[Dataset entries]
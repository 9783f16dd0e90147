//! Scripted execution contexts for unit tests

use crate::config::RuntimeKind;
use crate::worker::context::{ContextFactory, ExecutionContext, Navigation};
use crate::{HarvestError, Result};
use async_trait::async_trait;
use std::collections::VecDeque;
use std::sync::atomic::{AtomicBool, AtomicUsize, Ordering};
use std::sync::{Arc, Mutex};
use url::Url;

/// Shared script and counters for every context a factory hands out
#[derive(Default)]
pub struct Script {
    statuses: Mutex<VecDeque<u16>>,
    pub navigations: AtomicUsize,
    pub resets: AtomicUsize,
    pub closes: AtomicUsize,
    pub creates: AtomicUsize,
    pub fail_create_after: Mutex<Option<usize>>,
}

impl Script {
    pub fn new() -> Arc<Self> {
        Arc::new(Self::default())
    }

    /// Statuses returned by successive navigations; 200 once exhausted
    pub fn with_statuses(statuses: &[u16]) -> Arc<Self> {
        let script = Self::default();
        script.statuses.lock().unwrap().extend(statuses);
        Arc::new(script)
    }

    pub fn navigations(&self) -> usize {
        self.navigations.load(Ordering::SeqCst)
    }

    pub fn resets(&self) -> usize {
        self.resets.load(Ordering::SeqCst)
    }

    fn next_status(&self) -> u16 {
        self.statuses.lock().unwrap().pop_front().unwrap_or(200)
    }
}

pub struct ScriptedContext {
    worker_id: String,
    script: Arc<Script>,
    closed: AtomicBool,
}

#[async_trait]
impl ExecutionContext for ScriptedContext {
    fn kind(&self) -> RuntimeKind {
        RuntimeKind::Http
    }

    async fn navigate(&self, url: &Url) -> Result<Navigation> {
        if self.is_closed() {
            return Err(HarvestError::ContextClosed {
                worker: self.worker_id.clone(),
            });
        }
        self.script.navigations.fetch_add(1, Ordering::SeqCst);
        let status = self.script.next_status();
        Ok(Navigation {
            status,
            final_url: url.to_string(),
            content: format!("<html><body>{} {}</body></html>", url, status),
        })
    }

    async fn reset(&self) -> Result<()> {
        self.script.resets.fetch_add(1, Ordering::SeqCst);
        Ok(())
    }

    async fn set_identity(&self, _identity: &str) -> Result<()> {
        Ok(())
    }

    async fn close(&self) -> Result<()> {
        if !self.closed.swap(true, Ordering::SeqCst) {
            self.script.closes.fetch_add(1, Ordering::SeqCst);
        }
        Ok(())
    }

    fn is_closed(&self) -> bool {
        self.closed.load(Ordering::SeqCst)
    }
}

pub struct ScriptedFactory {
    pub script: Arc<Script>,
}

impl ScriptedFactory {
    pub fn new(script: Arc<Script>) -> Arc<Self> {
        Arc::new(Self { script })
    }
}

#[async_trait]
impl ContextFactory for ScriptedFactory {
    fn kind(&self) -> RuntimeKind {
        RuntimeKind::Http
    }

    async fn create(&self, worker_id: &str, _identity: &str) -> Result<Box<dyn ExecutionContext>> {
        let created = self.script.creates.fetch_add(1, Ordering::SeqCst);
        if let Some(limit) = *self.script.fail_create_after.lock().unwrap() {
            if created >= limit {
                return Err(HarvestError::Browser("tab failed to open".to_string()));
            }
        }
        Ok(Box::new(ScriptedContext {
            worker_id: worker_id.to_string(),
            script: self.script.clone(),
            closed: AtomicBool::new(false),
        }))
    }
}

Work item:
Make a copy of each line in the records that has the word "created".

Answer box:
        let created = self.script.creates.fetch_add(1, Ordering::SeqCst);
            if created >= limit {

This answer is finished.